Music therapy reduces depression in children and adolescents with behavioural and emotional problems, a study found.

In the largest ever study of its kind, the researchers from the Queen’s University, Belfast, in partnership with the Northern Ireland Music Therapy Trust found that children who received music therapy had significantly improved self-esteem and significantly reduced depression compared with those who received treatment without music therapy.

They also found that those who received music therapy had improved communicative and interactive skills compared with those who received usual care options alone.

“This study is hugely significant in terms of determining effective treatments for children and young people with behavioural problems and mental health needs,” said professor Sam Porter from the School of Nursing and Midwifery at the Queen’s University.

For the study, 251 children and young people were analysed.

They were divided into two groups – 128 underwent the usual care options, while 123 were assigned to music therapy in addition to usual care.

All were being treated for emotional, developmental or behavioural problems.

Early findings suggest that the benefits are sustained in the long term.

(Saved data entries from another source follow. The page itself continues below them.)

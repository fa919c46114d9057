//! Encoding and decoding between JSON field maps and PostgreSQL rows.
//!
//! Every conversion is driven by the entity's column plan, so the value
//! bound at position `i` of an INSERT and the value decoded from column
//! `i` of a scanned row always refer to the same property.

use backsaas_core::{Column, ColumnPlan, ColumnType};
use chrono::{DateTime, SecondsFormat, Utc};
use rust_decimal::prelude::ToPrimitive;
use rust_decimal::Decimal;
use serde_json::{Map, Value};
use sqlx::postgres::{PgArguments, PgRow};
use sqlx::types::Json;
use sqlx::{Postgres, Row};
use std::str::FromStr;

use super::error::StoreError;

/// A value ready to be bound to one statement placeholder, typed for the
/// column it targets.
#[derive(Debug, Clone, PartialEq)]
pub enum BindValue {
    Text(Option<String>),
    Int(Option<i32>),
    Decimal(Option<Decimal>),
    Bool(Option<bool>),
    Jsonb(Option<Value>),
    Timestamp(Option<DateTime<Utc>>),
}

/// Encodes a JSON value for the given column.
///
/// Validation has already run, so a mismatch here points at an engine bug
/// or a value outside the store's range (e.g. an integer beyond 32 bits);
/// either way it surfaces as a serialization error, not a panic.
pub fn encode(column: &Column, value: &Value) -> Result<BindValue, StoreError> {
    if value.is_null() {
        return Ok(null_for(column.ty));
    }
    let mismatch = |expected: &str| StoreError::Serialization {
        column: column.name.clone(),
        message: format!("expected {expected}, got {value}"),
    };
    match column.ty {
        ColumnType::Varchar(_) | ColumnType::Text => match value {
            Value::String(s) => Ok(BindValue::Text(Some(s.clone()))),
            _ => Err(mismatch("string")),
        },
        ColumnType::Integer => {
            let n = value.as_i64().or_else(|| {
                value
                    .as_f64()
                    .filter(|f| f.fract() == 0.0)
                    .map(|f| f as i64)
            });
            let n = n.ok_or_else(|| mismatch("integer"))?;
            let n = i32::try_from(n).map_err(|_| StoreError::Serialization {
                column: column.name.clone(),
                message: format!("integer {n} is out of range"),
            })?;
            Ok(BindValue::Int(Some(n)))
        }
        ColumnType::Decimal => match value {
            Value::Number(n) => {
                let d = Decimal::from_str(&n.to_string()).map_err(|e| {
                    StoreError::Serialization {
                        column: column.name.clone(),
                        message: format!("not a valid decimal: {e}"),
                    }
                })?;
                Ok(BindValue::Decimal(Some(d)))
            }
            _ => Err(mismatch("number")),
        },
        ColumnType::Boolean => match value {
            Value::Bool(b) => Ok(BindValue::Bool(Some(*b))),
            _ => Err(mismatch("boolean")),
        },
        ColumnType::Jsonb => Ok(BindValue::Jsonb(Some(value.clone()))),
        ColumnType::TimestampTz => match value {
            Value::String(s) => {
                let ts = DateTime::parse_from_rfc3339(s).map_err(|e| {
                    StoreError::Serialization {
                        column: column.name.clone(),
                        message: format!("not a valid timestamp: {e}"),
                    }
                })?;
                Ok(BindValue::Timestamp(Some(ts.with_timezone(&Utc))))
            }
            _ => Err(mismatch("timestamp string")),
        },
    }
}

fn null_for(ty: ColumnType) -> BindValue {
    match ty {
        ColumnType::Varchar(_) | ColumnType::Text => BindValue::Text(None),
        ColumnType::Integer => BindValue::Int(None),
        ColumnType::Decimal => BindValue::Decimal(None),
        ColumnType::Boolean => BindValue::Bool(None),
        ColumnType::Jsonb => BindValue::Jsonb(None),
        ColumnType::TimestampTz => BindValue::Timestamp(None),
    }
}

/// Binds one encoded value to the next placeholder of a query.
pub fn bind<'q>(
    query: sqlx::query::Query<'q, Postgres, PgArguments>,
    value: BindValue,
) -> sqlx::query::Query<'q, Postgres, PgArguments> {
    match value {
        BindValue::Text(v) => query.bind(v),
        BindValue::Int(v) => query.bind(v),
        BindValue::Decimal(v) => query.bind(v),
        BindValue::Bool(v) => query.bind(v),
        BindValue::Jsonb(v) => query.bind(v.map(Json)),
        BindValue::Timestamp(v) => query.bind(v),
    }
}

/// Decodes a scanned row back into a JSON field map, walking the plan's
/// ordered column list.
pub fn decode_row(plan: &ColumnPlan, row: &PgRow) -> Result<Map<String, Value>, StoreError> {
    let mut out = Map::new();
    for column in &plan.columns {
        out.insert(column.name.clone(), decode_column(column, row)?);
    }
    Ok(out)
}

fn decode_column(column: &Column, row: &PgRow) -> Result<Value, StoreError> {
    let name = column.name.as_str();
    let failed = |e: sqlx::Error| StoreError::Serialization {
        column: name.to_string(),
        message: e.to_string(),
    };
    let value = match column.ty {
        ColumnType::Varchar(_) | ColumnType::Text => row
            .try_get::<Option<String>, _>(name)
            .map_err(failed)?
            .map(Value::String)
            .unwrap_or(Value::Null),
        ColumnType::Integer => row
            .try_get::<Option<i32>, _>(name)
            .map_err(failed)?
            .map(|n| Value::Number(n.into()))
            .unwrap_or(Value::Null),
        ColumnType::Decimal => row
            .try_get::<Option<Decimal>, _>(name)
            .map_err(failed)?
            .and_then(|d| d.to_f64())
            .and_then(serde_json::Number::from_f64)
            .map(Value::Number)
            .unwrap_or(Value::Null),
        ColumnType::Boolean => row
            .try_get::<Option<bool>, _>(name)
            .map_err(failed)?
            .map(Value::Bool)
            .unwrap_or(Value::Null),
        ColumnType::Jsonb => row
            .try_get::<Option<Json<Value>>, _>(name)
            .map_err(failed)?
            .map(|j| j.0)
            .unwrap_or(Value::Null),
        ColumnType::TimestampTz => row
            .try_get::<Option<DateTime<Utc>>, _>(name)
            .map_err(failed)?
            .map(|ts| Value::String(ts.to_rfc3339_opts(SecondsFormat::Micros, true)))
            .unwrap_or(Value::Null),
    };
    Ok(value)
}

/// Coerces a raw query-string filter value to the column's JSON type, so
/// `?age=42` compares as an integer and `?active=true` as a boolean.
pub fn coerce_filter(column: &Column, raw: &str) -> Result<Value, StoreError> {
    let invalid = |expected: &str| StoreError::Validation {
        message: format!(
            "filter '{}' expects {expected}, got '{raw}'",
            column.name
        ),
    };
    match column.ty {
        ColumnType::Varchar(_) | ColumnType::Text | ColumnType::TimestampTz => {
            Ok(Value::String(raw.to_string()))
        }
        ColumnType::Integer => raw
            .parse::<i64>()
            .map(|n| Value::Number(n.into()))
            .map_err(|_| invalid("an integer")),
        ColumnType::Decimal => raw
            .parse::<f64>()
            .ok()
            .and_then(serde_json::Number::from_f64)
            .map(Value::Number)
            .ok_or_else(|| invalid("a number")),
        ColumnType::Boolean => match raw {
            "true" => Ok(Value::Bool(true)),
            "false" => Ok(Value::Bool(false)),
            _ => Err(invalid("a boolean")),
        },
        ColumnType::Jsonb => {
            serde_json::from_str(raw).map_err(|_| invalid("a JSON value"))
        }
    }
}
use std::fmt;

/// Errors that occur during tenant storage operations.
///
/// All variants carry enough context to produce actionable error messages.
/// Uses `String` for external error details to maintain `Clone` + `Eq`.
#[derive(Debug, Clone, PartialEq, Eq)]
#[non_exhaustive]
pub enum StoreError {
    /// The schema defines no entity with this name.
    UnknownEntity { entity: String },
    /// Row not found by key within the bound tenant.
    NotFound { entity: String, id: String },
    /// Pre-write validation failed; `message` names the first failing rule.
    Validation { message: String },
    /// The store rejected a write for violating the primary-key constraint.
    Conflict { entity: String, id: String },
    /// Table provisioning (DDL) failed; fatal at startup.
    Provisioning { message: String },
    /// A value could not be encoded for, or decoded from, the store.
    Serialization { column: String, message: String },
    /// Connection or query-level database error.
    Database { message: String },
}

impl fmt::Display for StoreError {
    fn fmt(&self, f: &mut fmt::Formatter<'_>) -> fmt::Result {
        match self {
            Self::UnknownEntity { entity } => {
                write!(f, "unknown entity '{entity}'")
            }
            Self::NotFound { entity, id } => {
                write!(f, "'{entity}' row '{id}' not found")
            }
            Self::Validation { message } => {
                write!(f, "validation failed: {message}")
            }
            Self::Conflict { entity, id } => {
                write!(f, "'{entity}' row '{id}' already exists")
            }
            Self::Provisioning { message } => {
                write!(f, "table provisioning failed: {message}")
            }
            Self::Serialization { column, message } => {
                write!(f, "column '{column}': {message}")
            }
            Self::Database { message } => {
                write!(f, "database error: {message}")
            }
        }
    }
}

impl std::error::Error for StoreError {}

impl StoreError {
    /// Classifies a raw sqlx error against the row the statement targeted.
    ///
    /// Unique-constraint violations (SQLSTATE 23505) become `Conflict`;
    /// everything else is an opaque `Database` error.
    pub fn from_sqlx(err: sqlx::Error, entity: &str, id: &str) -> Self {
        if let sqlx::Error::Database(ref db) = err {
            if db.code().as_deref() == Some("23505") {
                return Self::Conflict {
                    entity: entity.to_string(),
                    id: id.to_string(),
                };
            }
        }
        Self::Database {
            message: err.to_string(),
        }
    }
}

#[cfg(test)]
mod tests {
    use super::*;

    #[test]
    fn unknown_entity_display() {
        let err = StoreError::UnknownEntity {
            entity: "deals".into(),
        };
        assert_eq!(err.to_string(), "unknown entity 'deals'");
    }

    #[test]
    fn not_found_display() {
        let err = StoreError::NotFound {
            entity: "contacts".into(),
            id: "c-1".into(),
        };
        let msg = err.to_string();
        assert!(msg.contains("contacts"));
        assert!(msg.contains("c-1"));
    }

    #[test]
    fn validation_display() {
        let err = StoreError::Validation {
            message: "required property 'email' is missing".into(),
        };
        assert!(err.to_string().contains("email"));
    }

    #[test]
    fn conflict_display() {
        let err = StoreError::Conflict {
            entity: "contacts".into(),
            id: "c-1".into(),
        };
        assert!(err.to_string().contains("already exists"));
    }

    #[test]
    fn provisioning_display() {
        let err = StoreError::Provisioning {
            message: "permission denied".into(),
        };
        assert!(err.to_string().contains("permission denied"));
    }

    #[test]
    fn serialization_display() {
        let err = StoreError::Serialization {
            column: "price".into(),
            message: "not a valid decimal".into(),
        };
        let msg = err.to_string();
        assert!(msg.contains("price"));
        assert!(msg.contains("decimal"));
    }

    #[test]
    fn error_is_send_sync() {
        fn assert_send_sync<T: Send + Sync>() {}
        assert_send_sync::<StoreError>();
    }
}
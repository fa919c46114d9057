use axum::http::HeaderMap;
use backsaas_gateway::config::{BackendConfig, RouteConfig};
use backsaas_gateway::router::RouteTable;
use proptest::prelude::*;

fn route(prefix: &str) -> RouteConfig {
    RouteConfig {
        description: prefix.to_string(),
        path_prefix: Some(prefix.to_string()),
        backend: BackendConfig {
            url: Some("http://upstream:8080".to_string()),
            ..BackendConfig::default()
        },
        ..RouteConfig::default()
    }
}

/// Strategy for a chain of nested prefixes rooted at a random segment,
/// e.g. `/api`, `/api/v1`, `/api/v1/users`.
fn arb_prefix_chain() -> impl Strategy<Value = Vec<String>> {
    prop::collection::vec("[a-z]{1,8}", 1..5).prop_map(|segments| {
        let mut prefixes = Vec::with_capacity(segments.len());
        let mut acc = String::new();
        for segment in segments {
            acc.push('/');
            acc.push_str(&segment);
            prefixes.push(acc.clone());
        }
        prefixes
    })
}

proptest! {
    /// If two routes match, the longer declared prefix always wins,
    /// regardless of declaration order.
    #[test]
    fn longest_prefix_wins(chain in arb_prefix_chain(), reversed in any::<bool>()) {
        let mut configs: Vec<RouteConfig> = chain.iter().map(|p| route(p)).collect();
        if reversed {
            configs.reverse();
        }
        let table = RouteTable::new(configs);

        let deepest = chain.last().unwrap().clone();
        let request_path = format!("{deepest}/extra");
        let matched = table
            .find(None, &request_path, &HeaderMap::new(), None)
            .unwrap();
        prop_assert_eq!(
            matched.route.config.path_prefix.as_deref(),
            Some(deepest.as_str())
        );
    }

    /// A request under a shallower prefix never selects a deeper one.
    #[test]
    fn deeper_prefix_never_steals(chain in arb_prefix_chain()) {
        prop_assume!(chain.len() >= 2);
        let table = RouteTable::new(chain.iter().map(|p| route(p)).collect());

        // Uppercase suffix: cannot collide with any lowercase prefix chain.
        let shallow = chain[0].clone();
        let request_path = format!("{shallow}/ZZZ");
        let matched = table
            .find(None, &request_path, &HeaderMap::new(), None)
            .unwrap();
        prop_assert_eq!(
            matched.route.config.path_prefix.as_deref(),
            Some(shallow.as_str())
        );
    }

    /// Matching is a pure function of the request: two identical calls
    /// select the same route.
    #[test]
    fn matching_is_deterministic(chain in arb_prefix_chain()) {
        let table = RouteTable::new(chain.iter().map(|p| route(p)).collect());
        let path = format!("{}/x", chain.last().unwrap());
        let a = table.find(None, &path, &HeaderMap::new(), None).map(|m| m.route.index);
        let b = table.find(None, &path, &HeaderMap::new(), None).map(|m| m.route.index);
        prop_assert_eq!(a, b);
    }
}
//! Route matching: select at most one enabled route for a request.
//!
//! All declared predicates of a route must hold. Ties are broken by the
//! longest declared path prefix, then by the number of header constraints,
//! then by host specificity (exact > wildcard > unset), then by
//! declaration order.

use std::sync::atomic::{AtomicUsize, Ordering};
use std::sync::Arc;

use axum::http::HeaderMap;

use crate::config::RouteConfig;

/// The wildcard forms the matcher accepts are deliberately small: `*` as a
/// full path segment, and `*.` as a single leading host label. Nothing
/// else in a prefix or host is treated specially.
#[derive(Debug)]
pub struct GatewayRoute {
    /// Declaration position; the final tie-breaker.
    pub index: usize,
    pub config: RouteConfig,
    /// Round-robin cursor over the backend URLs.
    counter: AtomicUsize,
}

impl GatewayRoute {
    fn new(index: usize, config: RouteConfig) -> Self {
        Self {
            index,
            config,
            counter: AtomicUsize::new(0),
        }
    }

    /// Selects the next upstream URL round-robin. Returns `None` when no
    /// backend is configured (rejected earlier by config validation).
    pub fn next_upstream(&self) -> Option<String> {
        let upstreams = self.config.backend.upstreams();
        if upstreams.is_empty() {
            return None;
        }
        let n = self.counter.fetch_add(1, Ordering::Relaxed);
        Some(upstreams[n % upstreams.len()].to_string())
    }
}

/// One successful match: the route plus what the match learned about the
/// request.
#[derive(Debug, Clone)]
pub struct RouteMatch {
    pub route: Arc<GatewayRoute>,
    /// Tenant context, if any source produced one.
    pub tenant_id: Option<String>,
    /// The request-path bytes the prefix consumed; what `strip_prefix`
    /// removes.
    pub matched_prefix: String,
}

/// The gateway's matching table, built once from validated config.
pub struct RouteTable {
    routes: Vec<Arc<GatewayRoute>>,
}

impl RouteTable {
    pub fn new(configs: Vec<RouteConfig>) -> Self {
        let routes = configs
            .into_iter()
            .enumerate()
            .map(|(index, config)| Arc::new(GatewayRoute::new(index, config)))
            .collect();
        Self { routes }
    }

    /// Every route, in declaration order.
    pub fn routes(&self) -> &[Arc<GatewayRoute>] {
        &self.routes
    }

    /// Finds the best enabled route for a request, or `None`.
    pub fn find(
        &self,
        host: Option<&str>,
        path: &str,
        headers: &HeaderMap,
        query: Option<&str>,
    ) -> Option<RouteMatch> {
        let mut best: Option<Candidate> = None;

        for route in &self.routes {
            let Some(candidate) = match_route(route, host, path, headers, query) else {
                continue;
            };
            let better = match &best {
                None => true,
                Some(current) => candidate.rank() > current.rank(),
            };
            if better {
                best = Some(candidate);
            }
        }

        best.map(|c| {
            let tenant_id = extract_tenant(&c, headers, query);
            RouteMatch {
                route: Arc::clone(&c.route),
                tenant_id,
                matched_prefix: c.matched_prefix,
            }
        })
    }
}

struct Candidate {
    route: Arc<GatewayRoute>,
    prefix_len: usize,
    header_count: usize,
    /// 2 exact, 1 wildcard, 0 unset.
    host_specificity: u8,
    matched_prefix: String,
    host_label: Option<String>,
    captured_segment: Option<String>,
}

impl Candidate {
    /// Ordering key: higher ranks win. Declaration order breaks final
    /// ties (earlier wins), hence the reversed index.
    fn rank(&self) -> (usize, usize, u8, std::cmp::Reverse<usize>) {
        (
            self.prefix_len,
            self.header_count,
            self.host_specificity,
            std::cmp::Reverse(self.route.index),
        )
    }
}

fn match_route(
    route: &Arc<GatewayRoute>,
    host: Option<&str>,
    path: &str,
    headers: &HeaderMap,
    query: Option<&str>,
) -> Option<Candidate> {
    let config = &route.config;
    if !config.enabled {
        return None;
    }

    let mut host_specificity = 0u8;
    let mut host_label = None;
    if let Some(pattern) = config.host.as_deref() {
        let (specificity, label) = host_matches(pattern, host?)?;
        host_specificity = specificity;
        host_label = label;
    }

    let mut prefix_len = 0;
    let mut matched_prefix = String::new();
    let mut captured_segment = None;
    if let Some(prefix) = config.path_prefix.as_deref() {
        let (consumed, captured) = prefix_matches(prefix, path)?;
        prefix_len = prefix.len();
        matched_prefix = path[..consumed].to_string();
        captured_segment = captured;
    }

    for (name, expected) in &config.headers {
        let actual = headers.get(name.as_str())?.to_str().ok()?;
        if actual != expected {
            return None;
        }
    }

    let candidate = Candidate {
        route: Arc::clone(route),
        prefix_len,
        header_count: config.headers.len(),
        host_specificity,
        matched_prefix,
        host_label,
        captured_segment,
    };

    // A declared tenant id restricts the route to requests that carry the
    // same tenant, or none at all (the route then supplies the context).
    if let Some(expected) = config.tenant_id.as_deref() {
        match extract_tenant(&candidate, headers, query) {
            Some(found) if found != expected => return None,
            _ => {}
        }
    }

    Some(candidate)
}

/// Exact (case-insensitive, port-stripped) or single-level `*.domain`
/// wildcard host matching. The wildcard consumes exactly one DNS label.
fn host_matches(pattern: &str, host: &str) -> Option<(u8, Option<String>)> {
    let host = strip_port(host).to_ascii_lowercase();
    let pattern = pattern.to_ascii_lowercase();

    if let Some(suffix) = pattern.strip_prefix("*.") {
        let label = host.strip_suffix(&format!(".{suffix}"))?;
        if label.is_empty() || label.contains('.') {
            return None;
        }
        return Some((1, Some(label.to_string())));
    }

    (host == pattern).then_some((2, None))
}

fn strip_port(host: &str) -> &str {
    match host.rsplit_once(':') {
        Some((name, port)) if port.chars().all(|c| c.is_ascii_digit()) => name,
        _ => host,
    }
}

/// Segment-wise prefix matching; `*` matches exactly one path segment.
/// Returns the number of request-path bytes consumed plus the first
/// `*`-captured segment.
fn prefix_matches(prefix: &str, path: &str) -> Option<(usize, Option<String>)> {
    if !prefix.contains('*') {
        return path.starts_with(prefix).then_some((prefix.len(), None));
    }

    let prefix_segments: Vec<&str> = prefix.split('/').filter(|s| !s.is_empty()).collect();
    let path_segments: Vec<&str> = path.split('/').filter(|s| !s.is_empty()).collect();
    if path_segments.len() < prefix_segments.len() {
        return None;
    }

    let mut captured = None;
    let mut consumed = 0usize;
    for (expected, actual) in prefix_segments.iter().zip(&path_segments) {
        if *expected == "*" {
            if captured.is_none() {
                captured = Some((*actual).to_string());
            }
        } else if expected != actual {
            return None;
        }
        consumed += 1 + actual.len();
    }
    Some((consumed, captured))
}

/// Tenant extraction order: explicit header, wildcard host label,
/// `*`-captured path segment, `tenant_id` query parameter, then the
/// route's own declared tenant. The first hit wins; none at all means the
/// route is served without tenant context.
fn extract_tenant(
    candidate: &Candidate,
    headers: &HeaderMap,
    query: Option<&str>,
) -> Option<String> {
    if let Some(value) = headers
        .get("X-Tenant-ID")
        .and_then(|v| v.to_str().ok())
        .filter(|v| !v.is_empty())
    {
        return Some(value.to_string());
    }
    if let Some(label) = &candidate.host_label {
        return Some(label.clone());
    }
    if let Some(segment) = &candidate.captured_segment {
        return Some(segment.clone());
    }
    if let Some(value) = query.and_then(query_tenant) {
        return Some(value);
    }
    candidate.route.config.tenant_id.clone()
}

fn query_tenant(query: &str) -> Option<String> {
    query.split('&').find_map(|pair| {
        let (name, value) = pair.split_once('=')?;
        (name == "tenant_id" && !value.is_empty()).then(|| value.to_string())
    })
}
// Copyright 2025 the Compotes Authors
// SPDX-License-Identifier: Apache-2.0 OR MIT

//! Compotes Drilldown: a nested menu shown one panel at a time.
//!
//! ## Markup
//!
//! ```html
//! <nav class="c-drilldown">
//!   <ul class="c-drilldown-menu">
//!     <li>
//!       <button class="c-drilldown-next">Fruits</button>
//!       <ul class="c-drilldown-menu">
//!         <li><button class="c-drilldown-back">Back</button></li>
//!         <li>Apple</li>
//!       </ul>
//!     </li>
//!   </ul>
//! </nav>
//! ```
//!
//! The first `c-drilldown-menu` is the **wrapper**: it is translated by `-level × 100%` so the
//! current panel is in view. A `c-drilldown-next` control opens the first menu inside its
//! parent; a `c-drilldown-back` control returns to the parent panel.
//!
//! ## Behavior
//!
//! - Menu roles and `aria-expanded`/`aria-controls` pairings are written on init and removed
//!   on destroy. Panels without an `id` get a generated one.
//! - Only the current panel's tabbable elements stay in the tab order; everything else is
//!   marked with [`DATA_HIDDEN`] and `tabindex="-1"`.
//! - The root's height follows the tallest panel, or the current one with
//!   [`DrilldownOptions::dynamic_height`].
//! - Arrow keys move between items, `ArrowRight` opens, `ArrowLeft`/`Escape` go back,
//!   `Home`/`End` jump, and printable characters search by initial.
//! - Markup changes and root resizes are observed; call [`Drilldown::tick`] with the host
//!   clock to run the debounced reactions.
//!
//! Custom events: `c.drilldown.init`, `next`, `back`, `reset`, `update`, `destroy`.
//!
//! ## Example
//!
//! ```rust
//! use compotes_dom::{Document, Element};
//! use compotes_drilldown::{CLASS_BACK, CLASS_MENU, CLASS_NEXT, Drilldown, DrilldownOptions};
//! use compotes_lifecycle::{Component, UiEvent};
//!
//! let mut doc = Document::new();
//! let nav = doc.append(doc.body(), Element::new("nav").with_class("c-drilldown"));
//! let menu = doc.append(nav, Element::new("ul").with_class(CLASS_MENU));
//! let item = doc.append(menu, Element::new("li"));
//! let next = doc.append(item, Element::new("button").with_class(CLASS_NEXT));
//! doc.append_text(next, "Fruits");
//! let panel = doc.append(item, Element::new("ul").with_class(CLASS_MENU));
//! let back_item = doc.append(panel, Element::new("li"));
//! let back = doc.append(back_item, Element::new("button").with_class(CLASS_BACK));
//!
//! let mut drilldown = Drilldown::new(&mut doc, nav, DrilldownOptions::default()).unwrap();
//! assert_eq!(doc.attribute(next, "aria-expanded"), Some("false"));
//!
//! drilldown.dispatch(&mut doc, &UiEvent::click(next));
//! assert_eq!(drilldown.level(), 1);
//! assert_eq!(drilldown.current_panel(), Some(panel));
//! assert_eq!(doc.active_element(), Some(back));
//! assert_eq!(doc.style(menu, "transform"), Some("translateX(-100%)"));
//!
//! drilldown.dispatch(&mut doc, &UiEvent::key_down(back, "Escape"));
//! assert_eq!(drilldown.level(), 0);
//!
//! drilldown.destroy(&mut doc);
//! assert_eq!(doc.attribute(next, "aria-expanded"), None);
//! ```
//!
//! This crate is `no_std` and uses `alloc`.

#![no_std]

extern crate alloc;

mod drilldown;
mod markup;
mod options;
mod watch;

pub use drilldown::{Drilldown, DrilldownHandler, Panel};
pub use markup::{CLASS_BACK, CLASS_MENU, CLASS_NEXT, CSSVAR_DELAY, DATA_HIDDEN};
pub use options::{DrilldownOptions, DrilldownState};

“Music therapy has often been used with children and young people with particular mental health needs, but this is the first time its effectiveness has been shown by a definitive, randomised and controlled trial in a clinical setting,” added Ciara Reilly, chief executive of the Northern Ireland Music Therapy Trust.

The research team will now look at the data to establish how cost-effective music therapy is in relation to other treatments.

The findings were presented at a conference in Riddel Hall at Queen’s University, Belfast.